### TASK TO COMPLETE:
Restate verbatim the span of lines below between the line with "impl ScoreStore for MemoryStore" and the line with "let value = store.load_best();", including those two lines, and only that span.

Excerpts from a dataset
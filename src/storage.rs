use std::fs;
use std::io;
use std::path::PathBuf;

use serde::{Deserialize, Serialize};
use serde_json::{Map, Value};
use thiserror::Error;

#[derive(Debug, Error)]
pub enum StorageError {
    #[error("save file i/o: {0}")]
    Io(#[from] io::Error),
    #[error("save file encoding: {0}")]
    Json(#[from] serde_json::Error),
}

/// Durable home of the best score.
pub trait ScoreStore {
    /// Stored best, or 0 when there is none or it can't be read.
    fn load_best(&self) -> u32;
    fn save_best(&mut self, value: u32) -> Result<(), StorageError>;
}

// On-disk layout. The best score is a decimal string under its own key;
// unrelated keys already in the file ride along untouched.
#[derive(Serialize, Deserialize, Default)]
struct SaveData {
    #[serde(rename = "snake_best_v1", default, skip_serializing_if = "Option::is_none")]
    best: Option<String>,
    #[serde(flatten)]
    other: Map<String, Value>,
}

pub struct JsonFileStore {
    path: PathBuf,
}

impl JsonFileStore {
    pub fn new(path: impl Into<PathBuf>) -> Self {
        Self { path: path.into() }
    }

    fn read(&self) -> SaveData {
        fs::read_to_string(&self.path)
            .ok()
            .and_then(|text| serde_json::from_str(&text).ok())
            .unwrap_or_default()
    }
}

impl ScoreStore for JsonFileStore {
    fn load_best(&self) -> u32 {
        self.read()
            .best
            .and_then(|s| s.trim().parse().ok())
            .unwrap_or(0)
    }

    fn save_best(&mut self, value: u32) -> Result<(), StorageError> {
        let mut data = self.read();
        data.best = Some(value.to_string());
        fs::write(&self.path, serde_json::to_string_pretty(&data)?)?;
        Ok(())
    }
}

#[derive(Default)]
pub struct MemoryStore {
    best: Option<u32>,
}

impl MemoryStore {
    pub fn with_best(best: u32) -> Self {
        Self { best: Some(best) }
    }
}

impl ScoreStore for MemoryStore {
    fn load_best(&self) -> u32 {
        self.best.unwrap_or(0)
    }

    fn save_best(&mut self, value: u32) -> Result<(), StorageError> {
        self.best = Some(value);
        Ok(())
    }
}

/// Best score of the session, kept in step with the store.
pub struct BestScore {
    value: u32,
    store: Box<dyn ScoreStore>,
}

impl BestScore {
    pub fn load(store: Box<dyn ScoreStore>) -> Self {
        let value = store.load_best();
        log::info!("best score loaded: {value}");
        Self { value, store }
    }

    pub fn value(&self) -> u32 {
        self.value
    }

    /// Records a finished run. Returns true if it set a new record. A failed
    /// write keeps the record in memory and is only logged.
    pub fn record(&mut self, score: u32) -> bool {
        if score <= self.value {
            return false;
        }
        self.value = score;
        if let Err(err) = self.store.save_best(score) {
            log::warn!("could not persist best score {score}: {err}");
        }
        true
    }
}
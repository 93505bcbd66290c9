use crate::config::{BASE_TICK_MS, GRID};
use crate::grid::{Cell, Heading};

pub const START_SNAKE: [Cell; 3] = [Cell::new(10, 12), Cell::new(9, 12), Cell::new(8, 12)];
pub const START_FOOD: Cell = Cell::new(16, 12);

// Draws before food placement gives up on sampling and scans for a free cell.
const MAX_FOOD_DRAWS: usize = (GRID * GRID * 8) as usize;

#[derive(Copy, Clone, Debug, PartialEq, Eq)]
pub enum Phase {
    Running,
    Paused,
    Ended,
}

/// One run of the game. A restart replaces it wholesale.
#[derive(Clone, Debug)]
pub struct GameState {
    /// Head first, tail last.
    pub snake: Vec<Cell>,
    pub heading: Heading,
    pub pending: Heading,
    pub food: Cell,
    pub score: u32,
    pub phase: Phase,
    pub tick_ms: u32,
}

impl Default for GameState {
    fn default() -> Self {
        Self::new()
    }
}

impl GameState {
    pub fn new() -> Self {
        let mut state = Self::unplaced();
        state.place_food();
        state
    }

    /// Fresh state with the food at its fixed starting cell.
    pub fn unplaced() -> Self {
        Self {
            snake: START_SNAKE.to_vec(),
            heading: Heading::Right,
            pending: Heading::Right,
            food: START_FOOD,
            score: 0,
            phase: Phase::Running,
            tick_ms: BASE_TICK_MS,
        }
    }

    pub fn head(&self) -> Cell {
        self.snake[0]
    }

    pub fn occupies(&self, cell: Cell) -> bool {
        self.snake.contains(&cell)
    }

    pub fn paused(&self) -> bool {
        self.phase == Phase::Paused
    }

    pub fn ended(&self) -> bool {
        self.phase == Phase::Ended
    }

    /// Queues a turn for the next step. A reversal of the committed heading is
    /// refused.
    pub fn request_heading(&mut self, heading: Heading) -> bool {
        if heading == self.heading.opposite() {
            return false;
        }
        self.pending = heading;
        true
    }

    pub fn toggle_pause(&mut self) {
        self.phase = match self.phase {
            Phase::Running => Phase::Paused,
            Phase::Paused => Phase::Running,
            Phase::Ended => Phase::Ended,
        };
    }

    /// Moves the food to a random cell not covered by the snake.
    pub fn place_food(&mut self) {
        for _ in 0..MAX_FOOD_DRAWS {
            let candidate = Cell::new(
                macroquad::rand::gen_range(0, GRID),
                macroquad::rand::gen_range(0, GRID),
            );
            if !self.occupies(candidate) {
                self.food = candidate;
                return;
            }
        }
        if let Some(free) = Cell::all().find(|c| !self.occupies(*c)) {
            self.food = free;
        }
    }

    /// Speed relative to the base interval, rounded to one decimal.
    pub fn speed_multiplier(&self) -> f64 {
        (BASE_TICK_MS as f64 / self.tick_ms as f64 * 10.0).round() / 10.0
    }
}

### RESPONSE TO THIS TASK:
impl ScoreStore for MemoryStore {
    fn load_best(&self) -> u32 {
        self.best.unwrap_or(0)
    }

    fn save_best(&mut self, value: u32) -> Result<(), StorageError> {
        self.best = Some(value);
        Ok(())
    }
}

/// Best score of the session, kept in step with the store.
pub struct BestScore {
    value: u32,
    store: Box<dyn ScoreStore>,
}

impl BestScore {
    pub fn load(store: Box<dyn ScoreStore>) -> Self {
        let value = store.load_best();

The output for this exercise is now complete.